§ **Supplied material**:

*** Begin section ***

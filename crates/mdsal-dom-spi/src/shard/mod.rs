//! Sharded writes.
//!
//! A shard owns the data below its prefix except where a child shard is
//! attached. Writes issued through one cursor are split between the local
//! modification and one transaction per child shard written to, and the
//! resulting transactions commit together.

pub mod cohort;
pub mod cursor;
pub mod foreign;
pub mod modification;

pub use cohort::{submit, AggregateCommitCohort, ForeignShardCohort, ThreePhaseCommitCohort};
pub use cursor::{DelegatingStrategy, WriteCursor, WriteCursorStrategy};
pub use foreign::{ForeignShardModificationContext, ShardProducer, ShardWriteTransaction};
pub use modification::{
    ShardDataModification, ShardDataModificationBuilder, ShardDataModificationCursor, SharedContext,
    WriteableModificationNode,
};

#[cfg(test)]
pub(crate) mod test_support {
    //! Recording doubles for cursors and child shards.

    use std::sync::atomic::{AtomicUsize, Ordering};
    use std::sync::Arc;

    use parking_lot::Mutex;

    use super::cursor::WriteCursor;
    use super::foreign::{ShardProducer, ShardWriteTransaction};
    use crate::error::{DomError, DomResult};
    use crate::transaction::TransactionId;
    use crate::types::{InstanceIdentifier, NormalizedNode, PathArgument};

    pub(crate) type Log = Arc<Mutex<Vec<String>>>;

    /// Cursor logging every modification as "label op /path".
    pub(crate) struct RecordingCursor {
        label: String,
        path: Vec<PathArgument>,
        base: usize,
        log: Log,
    }

    impl RecordingCursor {
        pub(crate) fn new(label: &str) -> (Self, Log) {
            Self::with_base(label, InstanceIdentifier::empty())
        }

        pub(crate) fn with_base(label: &str, base: InstanceIdentifier) -> (Self, Log) {
            let log = Log::default();
            (Self::with_log(label, base, Arc::clone(&log)), log)
        }

        pub(crate) fn with_log(label: &str, base: InstanceIdentifier, log: Log) -> Self {
            Self {
                label: label.to_string(),
                base: base.len(),
                path: base.path_arguments().to_vec(),
                log,
            }
        }

        fn record(&self, op: &str, child: Option<&PathArgument>) {
            let mut path = InstanceIdentifier::new(self.path.clone());
            if let Some(child) = child {
                path = path.node(child.clone());
            }
            self.log.lock().push(format!("{} {} {}", self.label, op, path));
        }
    }

    impl WriteCursor for RecordingCursor {
        fn enter(&mut self, child: &PathArgument) -> DomResult<()> {
            self.path.push(child.clone());
            Ok(())
        }

        fn exit(&mut self) -> DomResult<()> {
            if self.path.len() <= self.base {
                return Err(DomError::IllegalState("exit past cursor base".to_string()));
            }
            self.path.pop();
            Ok(())
        }

        fn delete(&mut self, child: &PathArgument) -> DomResult<()> {
            self.record("delete", Some(child));
            Ok(())
        }

        fn merge(&mut self, child: &PathArgument, _data: NormalizedNode) -> DomResult<()> {
            self.record("merge", Some(child));
            Ok(())
        }

        fn write(&mut self, child: &PathArgument, _data: NormalizedNode) -> DomResult<()> {
            self.record("write", Some(child));
            Ok(())
        }

        fn clear(&mut self) -> DomResult<()> {
            self.record("clear", None);
            Ok(())
        }

        fn close(&mut self) -> DomResult<()> {
            Ok(())
        }
    }

    /// Child shard transaction logging into its producer's log.
    pub(crate) struct MockTransaction {
        id: TransactionId,
        label: String,
        cursor: Option<RecordingCursor>,
        veto: bool,
        log: Log,
    }

    impl MockTransaction {
        fn record(&self, phase: &str) {
            self.log.lock().push(format!("{} {}", self.label, phase));
        }
    }

    impl ShardWriteTransaction for MockTransaction {
        fn identifier(&self) -> TransactionId {
            self.id
        }

        fn cursor(&mut self, prefix: &InstanceIdentifier) -> DomResult<&mut dyn WriteCursor> {
            let Self { label, log, cursor, .. } = self;
            Ok(cursor.get_or_insert_with(|| RecordingCursor::with_log(label, prefix.clone(), Arc::clone(log))))
        }

        fn close_cursor(&mut self) -> DomResult<()> {
            self.cursor = None;
            self.record("close-cursor");
            Ok(())
        }

        fn ready(&mut self) -> DomResult<()> {
            self.record("ready");
            Ok(())
        }

        fn validate(&mut self) -> DomResult<bool> {
            self.record("validate");
            Ok(!self.veto)
        }

        fn prepare(&mut self) -> DomResult<()> {
            self.record("prepare");
            Ok(())
        }

        fn commit(&mut self) -> DomResult<()> {
            self.record("commit");
            Ok(())
        }

        fn abort(&mut self) -> DomResult<()> {
            self.record("abort");
            Ok(())
        }

        fn close(&mut self) -> DomResult<()> {
            self.record("close");
            Ok(())
        }
    }

    /// Producer of [`MockTransaction`]s labelled after the last prefix element.
    pub(crate) struct MockProducer {
        prefix: InstanceIdentifier,
        label: String,
        created: AtomicUsize,
        pub(crate) veto: bool,
        pub(crate) log: Log,
    }

    impl MockProducer {
        pub(crate) fn new(prefix: &str) -> Arc<Self> {
            let prefix: InstanceIdentifier = prefix.parse().expect("valid test prefix");
            let label = prefix
                .last_argument()
                .map(|argument| argument.to_string())
                .unwrap_or_default();
            Arc::new(Self {
                prefix,
                label,
                created: AtomicUsize::new(0),
                veto: false,
                log: Log::default(),
            })
        }

        pub(crate) fn created(&self) -> usize {
            self.created.load(Ordering::SeqCst)
        }
    }

    impl ShardProducer for MockProducer {
        fn prefix(&self) -> &InstanceIdentifier {
            &self.prefix
        }

        fn create_transaction(&self) -> DomResult<Box<dyn ShardWriteTransaction>> {
            let id = TransactionId::new(self.created.fetch_add(1, Ordering::SeqCst) as u64 + 1);
            Ok(Box::new(MockTransaction {
                id,
                label: self.label.clone(),
                cursor: None,
                veto: self.veto,
                log: Arc::clone(&self.log),
            }))
        }
    }
}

*** End section ***

§ **Exercise brief**:
Go through the data above and copy each line that holds the word "super".

§ **The answer**:
    use super::cursor::WriteCursor;
    use super::foreign::{ShardProducer, ShardWriteTransaction};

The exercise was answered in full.